All of the entries must appear again exactly as written.

Saved data entries:
★ ★ ★ ★ ★

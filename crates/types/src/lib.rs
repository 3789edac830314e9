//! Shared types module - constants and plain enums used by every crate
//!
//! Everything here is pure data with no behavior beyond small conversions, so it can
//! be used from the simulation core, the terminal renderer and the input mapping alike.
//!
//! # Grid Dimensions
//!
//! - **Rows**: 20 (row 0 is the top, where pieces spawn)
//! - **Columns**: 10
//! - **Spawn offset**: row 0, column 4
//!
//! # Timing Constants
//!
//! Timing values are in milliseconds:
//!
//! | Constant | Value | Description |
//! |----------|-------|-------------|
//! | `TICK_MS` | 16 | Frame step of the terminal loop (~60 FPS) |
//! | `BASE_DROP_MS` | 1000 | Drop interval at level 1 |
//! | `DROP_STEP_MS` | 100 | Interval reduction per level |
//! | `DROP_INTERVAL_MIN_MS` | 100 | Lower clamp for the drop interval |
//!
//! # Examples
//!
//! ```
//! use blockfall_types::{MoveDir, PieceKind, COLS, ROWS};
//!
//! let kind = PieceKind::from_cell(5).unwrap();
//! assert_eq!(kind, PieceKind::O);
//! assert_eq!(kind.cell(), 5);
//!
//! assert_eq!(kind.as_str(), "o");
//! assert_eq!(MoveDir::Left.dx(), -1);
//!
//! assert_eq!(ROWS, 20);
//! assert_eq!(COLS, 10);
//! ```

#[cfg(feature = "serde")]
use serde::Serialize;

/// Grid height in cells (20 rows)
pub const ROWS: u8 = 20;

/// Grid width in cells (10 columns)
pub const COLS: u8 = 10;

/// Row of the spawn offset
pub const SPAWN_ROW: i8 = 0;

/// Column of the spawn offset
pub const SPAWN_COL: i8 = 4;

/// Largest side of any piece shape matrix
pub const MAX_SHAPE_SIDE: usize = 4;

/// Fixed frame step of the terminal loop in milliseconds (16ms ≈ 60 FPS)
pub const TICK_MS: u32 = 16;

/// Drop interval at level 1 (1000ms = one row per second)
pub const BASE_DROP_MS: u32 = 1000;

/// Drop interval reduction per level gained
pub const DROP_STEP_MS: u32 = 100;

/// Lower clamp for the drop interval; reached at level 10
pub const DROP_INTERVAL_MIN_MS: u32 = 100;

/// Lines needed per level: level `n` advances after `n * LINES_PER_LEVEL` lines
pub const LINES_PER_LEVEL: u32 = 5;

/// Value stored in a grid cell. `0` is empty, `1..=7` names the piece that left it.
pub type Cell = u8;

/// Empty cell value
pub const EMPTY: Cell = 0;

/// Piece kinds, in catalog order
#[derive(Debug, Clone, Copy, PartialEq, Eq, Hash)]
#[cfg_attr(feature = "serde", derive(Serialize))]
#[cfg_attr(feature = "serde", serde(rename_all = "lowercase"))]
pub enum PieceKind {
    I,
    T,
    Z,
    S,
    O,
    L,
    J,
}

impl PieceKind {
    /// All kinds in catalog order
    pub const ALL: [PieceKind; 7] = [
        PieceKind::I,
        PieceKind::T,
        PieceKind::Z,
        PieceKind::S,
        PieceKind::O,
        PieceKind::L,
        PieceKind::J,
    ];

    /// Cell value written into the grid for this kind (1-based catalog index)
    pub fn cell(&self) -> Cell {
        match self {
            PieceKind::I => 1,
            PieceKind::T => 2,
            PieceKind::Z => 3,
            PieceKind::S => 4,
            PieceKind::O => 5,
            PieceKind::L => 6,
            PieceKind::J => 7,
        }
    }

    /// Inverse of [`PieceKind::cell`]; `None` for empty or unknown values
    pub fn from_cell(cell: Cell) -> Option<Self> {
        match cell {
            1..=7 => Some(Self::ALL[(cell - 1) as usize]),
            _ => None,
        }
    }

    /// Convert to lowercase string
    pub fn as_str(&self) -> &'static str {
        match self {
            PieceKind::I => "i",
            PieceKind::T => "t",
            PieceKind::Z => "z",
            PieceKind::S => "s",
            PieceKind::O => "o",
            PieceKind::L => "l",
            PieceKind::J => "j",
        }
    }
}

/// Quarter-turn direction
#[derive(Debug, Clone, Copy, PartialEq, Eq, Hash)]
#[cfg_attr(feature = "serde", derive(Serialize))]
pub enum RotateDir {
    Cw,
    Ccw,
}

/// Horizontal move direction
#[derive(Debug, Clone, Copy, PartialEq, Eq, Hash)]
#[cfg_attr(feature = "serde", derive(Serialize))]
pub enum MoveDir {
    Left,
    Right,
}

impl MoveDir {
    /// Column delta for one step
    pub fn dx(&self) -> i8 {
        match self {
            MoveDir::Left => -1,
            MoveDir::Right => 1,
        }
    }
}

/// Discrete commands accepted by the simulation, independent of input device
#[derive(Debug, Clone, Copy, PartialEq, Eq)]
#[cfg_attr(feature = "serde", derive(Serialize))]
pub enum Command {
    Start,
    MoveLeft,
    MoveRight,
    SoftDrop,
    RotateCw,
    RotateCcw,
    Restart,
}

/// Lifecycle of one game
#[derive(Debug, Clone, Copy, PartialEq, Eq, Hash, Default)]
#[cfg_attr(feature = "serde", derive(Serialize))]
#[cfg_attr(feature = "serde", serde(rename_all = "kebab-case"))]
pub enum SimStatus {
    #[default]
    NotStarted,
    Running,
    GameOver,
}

★ ★ ★ ★ ★

■ Your response ■
filename crates/types/src/lib.rs
repository 3789edac830314e9
//! Shared types module - constants and plain enums used by every crate
//!
//! Everything here is pure data with no behavior beyond small conversions, so it can
//! be used from the simulation core, the terminal renderer and the input mapping alike.
//!
//! # Grid Dimensions
//!
//! - **Rows**: 20 (row 0 is the top, where pieces spawn)
//! - **Columns**: 10
//! - **Spawn offset**: row 0, column 4
//!
//! # Timing Constants
//!
//! Timing values are in milliseconds:
//!
//! | Constant | Value | Description |
//! |----------|-------|-------------|
//! | `TICK_MS` | 16 | Frame step of the terminal loop (~60 FPS) |
//! | `BASE_DROP_MS` | 1000 | Drop interval at level 1 |
//! | `DROP_STEP_MS` | 100 | Interval reduction per level |
//! | `DROP_INTERVAL_MIN_MS` | 100 | Lower clamp for the drop interval |
//!
//! # Examples
//!
//! ```
//! use blockfall_types::{MoveDir, PieceKind, COLS, ROWS};
//!
//! let kind = PieceKind::from_cell(5).unwrap();
//! assert_eq!(kind, PieceKind::O);
//! assert_eq!(kind.cell(), 5);
//!
//! assert_eq!(kind.as_str(), "o");
//! assert_eq!(MoveDir::Left.dx(), -1);
//!
//! assert_eq!(ROWS, 20);
//! assert_eq!(COLS, 10);
//! ```

#[cfg(feature = "serde")]
use serde::Serialize;

/// Grid height in cells (20 rows)
pub const ROWS: u8 = 20;

/// Grid width in cells (10 columns)
pub const COLS: u8 = 10;

/// Row of the spawn offset
pub const SPAWN_ROW: i8 = 0;

/// Column of the spawn offset
pub const SPAWN_COL: i8 = 4;

/// Largest side of any piece shape matrix
pub const MAX_SHAPE_SIDE: usize = 4;

/// Fixed frame step of the terminal loop in milliseconds (16ms ≈ 60 FPS)
pub const TICK_MS: u32 = 16;

/// Drop interval at level 1 (1000ms = one row per second)
pub const BASE_DROP_MS: u32 = 1000;

/// Drop interval reduction per level gained
pub const DROP_STEP_MS: u32 = 100;

/// Lower clamp for the drop interval; reached at level 10
pub const DROP_INTERVAL_MIN_MS: u32 = 100;

/// Lines needed per level: level `n` advances after `n * LINES_PER_LEVEL` lines
pub const LINES_PER_LEVEL: u32 = 5;

/// Value stored in a grid cell. `0` is empty, `1..=7` names the piece that left it.
pub type Cell = u8;

/// Empty cell value
pub const EMPTY: Cell = 0;

/// Piece kinds, in catalog order
#[derive(Debug, Clone, Copy, PartialEq, Eq, Hash)]
#[cfg_attr(feature = "serde", derive(Serialize))]
#[cfg_attr(feature = "serde", serde(rename_all = "lowercase"))]
pub enum PieceKind {
    I,
    T,
    Z,
    S,
    O,
    L,
    J,
}

impl PieceKind {
    /// All kinds in catalog order
    pub const ALL: [PieceKind; 7] = [
        PieceKind::I,
        PieceKind::T,
        PieceKind::Z,
        PieceKind::S,
        PieceKind::O,
        PieceKind::L,
        PieceKind::J,
    ];

    /// Cell value written into the grid for this kind (1-based catalog index)
    pub fn cell(&self) -> Cell {
        match self {
            PieceKind::I => 1,
            PieceKind::T => 2,
            PieceKind::Z => 3,
            PieceKind::S => 4,
            PieceKind::O => 5,
            PieceKind::L => 6,
            PieceKind::J => 7,
        }
    }

    /// Inverse of [`PieceKind::cell`]; `None` for empty or unknown values
    pub fn from_cell(cell: Cell) -> Option<Self> {
        match cell {
            1..=7 => Some(Self::ALL[(cell - 1) as usize]),
            _ => None,
        }
    }

    /// Convert to lowercase string
    pub fn as_str(&self) -> &'static str {
        match self {
            PieceKind::I => "i",
            PieceKind::T => "t",
            PieceKind::Z => "z",
            PieceKind::S => "s",
            PieceKind::O => "o",
            PieceKind::L => "l",
            PieceKind::J => "j",
        }
    }
}

/// Quarter-turn direction
#[derive(Debug, Clone, Copy, PartialEq, Eq, Hash)]
#[cfg_attr(feature = "serde", derive(Serialize))]
pub enum RotateDir {
    Cw,
    Ccw,
}

/// Horizontal move direction
#[derive(Debug, Clone, Copy, PartialEq, Eq, Hash)]
#[cfg_attr(feature = "serde", derive(Serialize))]
pub enum MoveDir {
    Left,
    Right,
}

impl MoveDir {
    /// Column delta for one step
    pub fn dx(&self) -> i8 {
        match self {
            MoveDir::Left => -1,
            MoveDir::Right => 1,
        }
    }
}

/// Discrete commands accepted by the simulation, independent of input device
#[derive(Debug, Clone, Copy, PartialEq, Eq)]
#[cfg_attr(feature = "serde", derive(Serialize))]
pub enum Command {
    Start,
    MoveLeft,
    MoveRight,
    SoftDrop,
    RotateCw,
    RotateCcw,
    Restart,
}

/// Lifecycle of one game
#[derive(Debug, Clone, Copy, PartialEq, Eq, Hash, Default)]
#[cfg_attr(feature = "serde", derive(Serialize))]
#[cfg_attr(feature = "serde", serde(rename_all = "kebab-case"))]
pub enum SimStatus {
    #[default]
    NotStarted,
    Running,
    GameOver,
}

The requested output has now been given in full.